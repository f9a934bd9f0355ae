//! Typed assessment inputs, one per disease.
//!
//! Each form validates its own ranges and lays its values out in the fixed
//! feature order of the matching model.

use serde::{Deserialize, Serialize};

use crate::charts::{self, PolarChart};
use crate::error::ValidationError;
use crate::models::{Details, Disease, Outcome};

pub trait AssessmentForm {
    const DISEASE: Disease;

    /// Rejects values outside the declared input ranges.
    fn validate(&self) -> Result<(), ValidationError>;

    /// Values in `Self::DISEASE.feature_names()` order.
    fn feature_vector(&self) -> Vec<f64>;

    /// Chart shown alongside the verdict, if the page has one.
    fn chart(&self, _outcome: Outcome) -> Option<PolarChart> {
        None
    }

    fn value(&self, feature: &str) -> Option<f64> {
        Self::DISEASE
            .feature_names()
            .iter()
            .position(|name| *name == feature)
            .and_then(|i| self.feature_vector().get(i).copied())
    }

    fn details(&self) -> Details {
        let values = self.feature_vector();
        let names = Self::DISEASE.feature_names();
        let entries = Self::DISEASE
            .detail_features()
            .iter()
            .filter_map(|(label, source)| {
                names
                    .iter()
                    .position(|name| name == source)
                    .map(|i| (*label, values[i]))
            })
            .collect();
        Details::new(entries)
    }

    fn model_input(&self) -> Vec<f32> {
        self.feature_vector().into_iter().map(|v| v as f32).collect()
    }
}

fn check_range(field: &'static str, value: f64, min: f64, max: f64) -> Result<(), ValidationError> {
    if !value.is_finite() {
        return Err(ValidationError::NotFinite { field });
    }
    if value < min || value > max {
        return Err(ValidationError::OutOfRange {
            field,
            value,
            min,
            max,
        });
    }
    Ok(())
}

/// Select-box style inputs carried as their numeric code.
macro_rules! coded_option {
    ($name:ident, $field:literal, { $($variant:ident = $code:literal => $text:literal),+ $(,)? }) => {
        #[derive(Debug, Clone, Copy, PartialEq, Eq, Serialize, Deserialize)]
        #[serde(try_from = "u8", into = "u8")]
        pub enum $name {
            $($variant),+
        }

        impl $name {
            pub fn code(self) -> u8 {
                match self {
                    $($name::$variant => $code),+
                }
            }

            pub fn description(self) -> &'static str {
                match self {
                    $($name::$variant => $text),+
                }
            }
        }

        impl TryFrom<u8> for $name {
            type Error = ValidationError;

            fn try_from(code: u8) -> Result<Self, Self::Error> {
                match code {
                    $($code => Ok($name::$variant),)+
                    _ => Err(ValidationError::UnknownCode { field: $field, code }),
                }
            }
        }

        impl From<$name> for u8 {
            fn from(value: $name) -> u8 {
                value.code()
            }
        }
    };
}

coded_option!(Sex, "sex", {
    Female = 0 => "Female",
    Male = 1 => "Male",
});

coded_option!(YesNo, "yes/no", {
    No = 0 => "No",
    Yes = 1 => "Yes",
});

coded_option!(ChestPain, "chest_pain_type", {
    TypicalAngina = 0 => "Typical Angina",
    AtypicalAngina = 1 => "Atypical Angina",
    NonAnginalPain = 2 => "Non-anginal Pain",
    Asymptomatic = 3 => "Asymptomatic",
});

coded_option!(RestingEcg, "resting_ecg", {
    Normal = 0 => "Normal",
    StTWaveAbnormality = 1 => "ST-T Wave Abnormality",
    LeftVentricularHypertrophy = 2 => "Left Ventricular Hypertrophy",
});

coded_option!(StSlope, "st_slope", {
    Upsloping = 0 => "Upsloping",
    Flat = 1 => "Flat",
    Downsloping = 2 => "Downsloping",
});

coded_option!(Thalassemia, "thalassemia", {
    Normal = 0 => "Normal",
    FixedDefect = 1 => "Fixed Defect",
    ReversibleDefect = 2 => "Reversible Defect",
});

#[derive(Debug, Clone, Serialize, Deserialize)]
pub struct DiabetesForm {
    pub pregnancies: u32,
    /// mg/dL
    pub glucose: u32,
    /// mm Hg
    pub blood_pressure: u32,
    /// mm
    pub skin_thickness: u32,
    /// mu U/mL
    pub insulin: u32,
    pub bmi: f64,
    pub diabetes_pedigree_function: f64,
    pub age: u32,
}

impl AssessmentForm for DiabetesForm {
    const DISEASE: Disease = Disease::Diabetes;

    fn validate(&self) -> Result<(), ValidationError> {
        check_range("pregnancies", self.pregnancies.into(), 0.0, 20.0)?;
        check_range("glucose", self.glucose.into(), 0.0, 300.0)?;
        check_range("blood_pressure", self.blood_pressure.into(), 0.0, 200.0)?;
        check_range("skin_thickness", self.skin_thickness.into(), 0.0, 100.0)?;
        check_range("insulin", self.insulin.into(), 0.0, 900.0)?;
        check_range("bmi", self.bmi, 0.0, 70.0)?;
        check_range("diabetes_pedigree_function", self.diabetes_pedigree_function, 0.0, 3.0)?;
        check_range("age", self.age.into(), 0.0, 120.0)
    }

    fn feature_vector(&self) -> Vec<f64> {
        vec![
            self.pregnancies.into(),
            self.glucose.into(),
            self.blood_pressure.into(),
            self.skin_thickness.into(),
            self.insulin.into(),
            self.bmi,
            self.diabetes_pedigree_function,
            self.age.into(),
        ]
    }
}

#[derive(Debug, Clone, Serialize, Deserialize)]
pub struct HeartDiseaseForm {
    pub age: u32,
    pub sex: Sex,
    pub chest_pain_type: ChestPain,
    /// mm Hg
    pub resting_bp: u32,
    /// mg/dL
    pub cholesterol: u32,
    /// Fasting blood sugar above 120 mg/dL.
    pub fasting_blood_sugar: YesNo,
    pub resting_ecg: RestingEcg,
    pub max_heart_rate: u32,
    pub exercise_angina: YesNo,
    pub st_depression: f64,
    pub st_slope: StSlope,
    pub major_vessels: u32,
    pub thalassemia: Thalassemia,
}

impl AssessmentForm for HeartDiseaseForm {
    const DISEASE: Disease = Disease::HeartDisease;

    fn validate(&self) -> Result<(), ValidationError> {
        check_range("age", self.age.into(), 0.0, 120.0)?;
        check_range("resting_bp", self.resting_bp.into(), 0.0, 200.0)?;
        check_range("cholesterol", self.cholesterol.into(), 0.0, 600.0)?;
        check_range("max_heart_rate", self.max_heart_rate.into(), 0.0, 250.0)?;
        check_range("st_depression", self.st_depression, 0.0, 10.0)?;
        check_range("major_vessels", self.major_vessels.into(), 0.0, 4.0)
    }

    fn feature_vector(&self) -> Vec<f64> {
        vec![
            self.age.into(),
            self.sex.code().into(),
            self.chest_pain_type.code().into(),
            self.resting_bp.into(),
            self.cholesterol.into(),
            self.fasting_blood_sugar.code().into(),
            self.resting_ecg.code().into(),
            self.max_heart_rate.into(),
            self.exercise_angina.code().into(),
            self.st_depression,
            self.st_slope.code().into(),
            self.major_vessels.into(),
            self.thalassemia.code().into(),
        ]
    }

    fn chart(&self, _outcome: Outcome) -> Option<PolarChart> {
        Some(charts::heart_metrics(
            self.resting_bp.into(),
            self.cholesterol.into(),
            self.max_heart_rate.into(),
        ))
    }
}

/// Voice measurements, named after the MDVP/Shimmer columns of the training data.
#[derive(Debug, Clone, Serialize, Deserialize)]
pub struct ParkinsonsForm {
    /// Average vocal fundamental frequency (Hz).
    pub fo: f64,
    /// Maximum vocal fundamental frequency (Hz).
    pub fhi: f64,
    /// Minimum vocal fundamental frequency (Hz).
    pub flo: f64,
    pub jitter_percent: f64,
    pub jitter_abs: f64,
    pub rap: f64,
    pub ppq: f64,
    pub ddp: f64,
    pub shimmer: f64,
    pub shimmer_db: f64,
    pub apq3: f64,
    pub apq5: f64,
    pub apq: f64,
    pub dda: f64,
    pub nhr: f64,
    pub hnr: f64,
    pub rpde: f64,
    pub dfa: f64,
    pub spread1: f64,
    pub spread2: f64,
    pub d2: f64,
    pub ppe: f64,
}

impl AssessmentForm for ParkinsonsForm {
    const DISEASE: Disease = Disease::Parkinsons;

    fn validate(&self) -> Result<(), ValidationError> {
        let names = Self::DISEASE.feature_names();
        for (field, value) in names.iter().zip(self.feature_vector()) {
            if !value.is_finite() {
                return Err(ValidationError::NotFinite { field: *field });
            }
        }
        Ok(())
    }

    fn feature_vector(&self) -> Vec<f64> {
        vec![
            self.fo,
            self.fhi,
            self.flo,
            self.jitter_percent,
            self.jitter_abs,
            self.rap,
            self.ppq,
            self.ddp,
            self.shimmer,
            self.shimmer_db,
            self.apq3,
            self.apq5,
            self.apq,
            self.dda,
            self.nhr,
            self.hnr,
            self.rpde,
            self.dfa,
            self.spread1,
            self.spread2,
            self.d2,
            self.ppe,
        ]
    }

    fn chart(&self, outcome: Outcome) -> Option<PolarChart> {
        match outcome {
            Outcome::Positive => Some(charts::voice_metrics(
                self.jitter_percent,
                self.shimmer,
                self.hnr,
                self.rpde,
                self.dfa,
            )),
            Outcome::Negative => None,
        }
    }
}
▬▬▬▬▬▬
→ **Problem details**
Return every line holding the word "inputs" from the records.

→ **Finished exercise**
//! Typed assessment inputs, one per disease.
/// Select-box style inputs carried as their numeric code.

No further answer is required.